The fleet owner and us each must pay the drivers as well as set money back to replace the truck, maintain the truck, and expenses to keep the truck on the road.

The difference is the driver being the owner of the truck and having a vested interest in keeping the truck on the road and profitable.

I believe being the owner of the truck I can keep my expenses down more than a truck with a driver.
 

ATeam

Senior Member
Retired Expediter
pjjjjj and TeamCaffee, you are both right, but only to the extent that profitability is an objective. I know of fleet owners who run a fleet more to pass the time than to make money, and drivers of the same mindset. Some are in it for the money. Others are in it for the fun. Some try to be in it for both.
 

TeamCaffee

Administrator
Staff member
Owner/Operator
Some are in it for the money. Others are in it for the fun. Some try to be in it for both.

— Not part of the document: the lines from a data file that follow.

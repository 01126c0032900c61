use std::sync::Arc;

use tracing::{debug, info, warn};

use crate::accounts::dto::{CreateResponse, GetResponse, Timestamp};
use crate::accounts::error::AccountError;
use crate::accounts::password::hash_password;
use crate::accounts::repo_types::{AccountRow, NewAccount};
use crate::accounts::role::Role;
use crate::accounts::store::AccountStore;

/// Maps account RPCs onto `users` rows.
///
/// Holds no state besides the injected store, so clones are cheap and every
/// call is independent of the others. Store faults are returned as they come;
/// retrying is the caller's decision.
#[derive(Clone)]
pub struct AccountRepository {
    store: Arc<dyn AccountStore>,
}

impl AccountRepository {
    pub fn new(store: Arc<dyn AccountStore>) -> Self {
        Self { store }
    }

    /// Hash the password, encode the role and insert a new row.
    ///
    /// Not idempotent: identical input twice yields two accounts.
    pub async fn create_account(
        &self,
        name: &str,
        email: &str,
        password: &str,
        role: Role,
    ) -> Result<CreateResponse, AccountError> {
        let password_hash = hash_password(password)?;

        let account = NewAccount {
            name: name.to_string(),
            email: email.to_string(),
            password_hash,
            role: role.as_db_str(),
        };
        let id = self.store.insert(&account).await?;

        info!(id, %role, "inserted account");
        Ok(CreateResponse { id: i64::from(id) })
    }

    pub async fn get_account(&self, id: i64) -> Result<GetResponse, AccountError> {
        // Keys are 32-bit in the store; anything wider cannot exist.
        let Ok(key) = i32::try_from(id) else {
            debug!(id, "account id out of key range");
            return Err(AccountError::NotFound(id));
        };

        let Some(row) = self.store.find_by_id(key).await? else {
            debug!(id, "no account with this id");
            return Err(AccountError::NotFound(id));
        };

        decode_row(row)
    }

    /// Acknowledged without touching storage.
    pub async fn update_account(&self, id: i64) -> Result<(), AccountError> {
        warn!(id, "update_account is not persisted");
        Ok(())
    }

    /// Acknowledged without touching storage.
    pub async fn delete_account(&self, id: i64) -> Result<(), AccountError> {
        warn!(id, "delete_account is not persisted");
        Ok(())
    }
}

fn decode_row(row: AccountRow) -> Result<GetResponse, AccountError> {
    let role = row.role.parse::<Role>().inspect_err(|_| {
        warn!(id = row.id, role = %row.role, "stored role is not recognised");
    })?;

    Ok(GetResponse {
        id: i64::from(row.id),
        name: row.name,
        email: row.email,
        role,
        created_at: Timestamp::from(row.created_at),
        updated_at: row.updated_at.map(Timestamp::from),
    })
}
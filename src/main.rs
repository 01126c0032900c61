mod accounts;
mod app;
mod config;
mod state;

use clap::Parser;

use crate::config::{AppConfig, Cli};
use crate::state::AppState;

#[tokio::main]
async fn main() -> anyhow::Result<()> {
    let cli = Cli::parse();
    let dotenv_loaded = dotenvy::from_filename(&cli.config_path).is_ok();

    let env_filter = std::env::var("RUST_LOG")
        .unwrap_or_else(|_| "accountd=debug,axum=info,tower_http=info".to_string());
    let json_logs = std::env::var("LOG_FORMAT")
        .map(|v| v == "json")
        .unwrap_or(false);

    if json_logs {
        tracing_subscriber::fmt()
            .with_env_filter(env_filter)
            .with_target(false)
            .json()
            .init();
    } else {
        tracing_subscriber::fmt().with_env_filter(env_filter).init();
    }

    if !dotenv_loaded {
        tracing::debug!(path = %cli.config_path.display(), "no dotenv file loaded; using process environment");
    }

    let config = AppConfig::from_env()?;
    let addr = config.addr()?;
    let state = AppState::init(&config).await?;

    app::serve(app::build_app(state), addr).await
}
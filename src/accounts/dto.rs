use std::fmt;

use serde::{Deserialize, Serialize};
use time::PrimitiveDateTime;

use crate::accounts::role::Role;

/// Point in time on the wire: seconds and nanoseconds since the Unix epoch, UTC.
#[derive(Debug, Clone, Copy, Serialize, Deserialize, PartialEq, Eq)]
pub struct Timestamp {
    pub seconds: i64,
    pub nanos: i32,
}

impl From<PrimitiveDateTime> for Timestamp {
    // The store keeps zone-less timestamps; they are UTC.
    fn from(dt: PrimitiveDateTime) -> Self {
        let utc = dt.assume_utc();
        Self {
            seconds: utc.unix_timestamp(),
            nanos: utc.nanosecond() as i32,
        }
    }
}

/// Request body for account creation.
#[derive(Deserialize)]
pub struct CreateRequest {
    pub name: String,
    pub email: String,
    pub password: String,
    #[serde(default)]
    pub password_confirm: Option<String>,
    pub role: Role,
}

impl fmt::Debug for CreateRequest {
    fn fmt(&self, f: &mut fmt::Formatter<'_>) -> fmt::Result {
        f.debug_struct("CreateRequest")
            .field("name", &self.name)
            .field("email", &self.email)
            .field("password", &"<redacted>")
            .field("password_confirm", &self.password_confirm.as_ref().map(|_| "<redacted>"))
            .field("role", &self.role)
            .finish()
    }
}

#[derive(Debug, Serialize, Deserialize, PartialEq, Eq)]
pub struct CreateResponse {
    pub id: i64,
}

/// Public view of an account. Carries no credential material.
#[derive(Debug, Serialize, Deserialize, PartialEq, Eq)]
pub struct GetResponse {
    pub id: i64,
    pub name: String,
    pub email: String,
    pub role: Role,
    pub created_at: Timestamp,
    #[serde(default, skip_serializing_if = "Option::is_none")]
    pub updated_at: Option<Timestamp>,
}

/// Accepted for contract compatibility; updates are not persisted.
#[derive(Debug, Default, Deserialize)]
pub struct UpdateRequest {
    pub name: Option<String>,
    pub email: Option<String>,
    pub role: Option<Role>,
}
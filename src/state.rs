use std::sync::Arc;

use anyhow::Context;
use sqlx::postgres::PgPoolOptions;

use crate::accounts::{AccountRepository, PgAccountStore};
use crate::config::AppConfig;

#[derive(Clone)]
pub struct AppState {
    pub accounts: AccountRepository,
}

impl AppState {
    pub async fn init(config: &AppConfig) -> anyhow::Result<Self> {
        let db = PgPoolOptions::new()
            .max_connections(10)
            .connect(&config.database_url)
            .await
            .context("connect to database")?;

        let accounts = AccountRepository::new(Arc::new(PgAccountStore::new(db)));
        Ok(Self { accounts })
    }

    #[cfg(test)]
    pub fn with_store(store: Arc<dyn crate::accounts::store::AccountStore>) -> Self {
        Self {
            accounts: AccountRepository::new(store),
        }
    }
}
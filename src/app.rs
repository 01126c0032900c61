use std::net::SocketAddr;

use axum::{routing::get, Router};
use tower_http::{cors::CorsLayer, trace::TraceLayer};

use crate::accounts;
use crate::state::AppState;

pub fn build_app(state: AppState) -> Router {
    Router::new()
        .nest(
            "/api/v1",
            Router::new()
                .merge(accounts::router())
                .route("/health", get(|| async { "ok" })),
        )
        .with_state(state)
        .layer(CorsLayer::permissive())
        .layer(
            TraceLayer::new_for_http()
                .make_span_with(|req: &axum::http::Request<_>| {
                    let method = req.method().clone();
                    let uri = req.uri().clone();
                    tracing::info_span!("rpc", %method, uri = %uri, status = tracing::field::Empty)
                })
                .on_response(
                    |res: &axum::http::Response<_>,
                     latency: std::time::Duration,
                     span: &tracing::Span| {
                        let status = res.status();
                        span.record("status", tracing::field::display(status));
                        let latency_ms = latency.as_millis() as u64;
                        if status.is_server_error() {
                            tracing::error!(%status, latency_ms, "response");
                        } else {
                            tracing::info!(%status, latency_ms, "response");
                        }
                    },
                ),
        )
}

pub async fn serve(app: Router, addr: SocketAddr) -> anyhow::Result<()> {
    let listener = tokio::net::TcpListener::bind(addr).await?;
    tracing::info!("server listening at {}", listener.local_addr()?);
    axum::serve(listener, app).await?;
    Ok(())
}
pub mod config;
pub mod context;
pub mod entry_paths;
pub mod logging;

I think you can take the work TRY out of this sentence as I have met many people out here on the road who make a good living and have a blast doing it. They have figured out a balance that works for them and are able to obtain both goals have fun and run their butts of when needed.
 

nightcreacher

Veteran Expediter
a flat rate was tried a few years back with some of the tractors,it didnt work,loads were still turned down.they put the trucks back on percentage.I think a straght truck at 1.30 / mile all in,loaded and empty,since their fuel mileage is much higher than a tractor could survive,but if you sit waiting for a load like you do when on percentage,you wont get enough miles to make it worth while
 

Dreamer

Administrator Emeritus
Charter Member
a flat rate was tried a few years back with some of the tractors,it didnt work,loads were still turned down.they put the trucks back on percentage.I think a straght truck at 1.30 / mile all in,loaded and empty,since their fuel mileage is much higher than a tractor could survive,but if you sit waiting for a load like you do when on percentage,you wont get enough miles to make it worth while

Steve,
From what I was told, the trucks in this fleet will be mostly pre-planned, using that 50% or so that is called ahead.. only if those loads are not available in the area they're going to will they be in line waiting. More of a traditional OTR dispatch model, as I'm sure you're getting used to again now.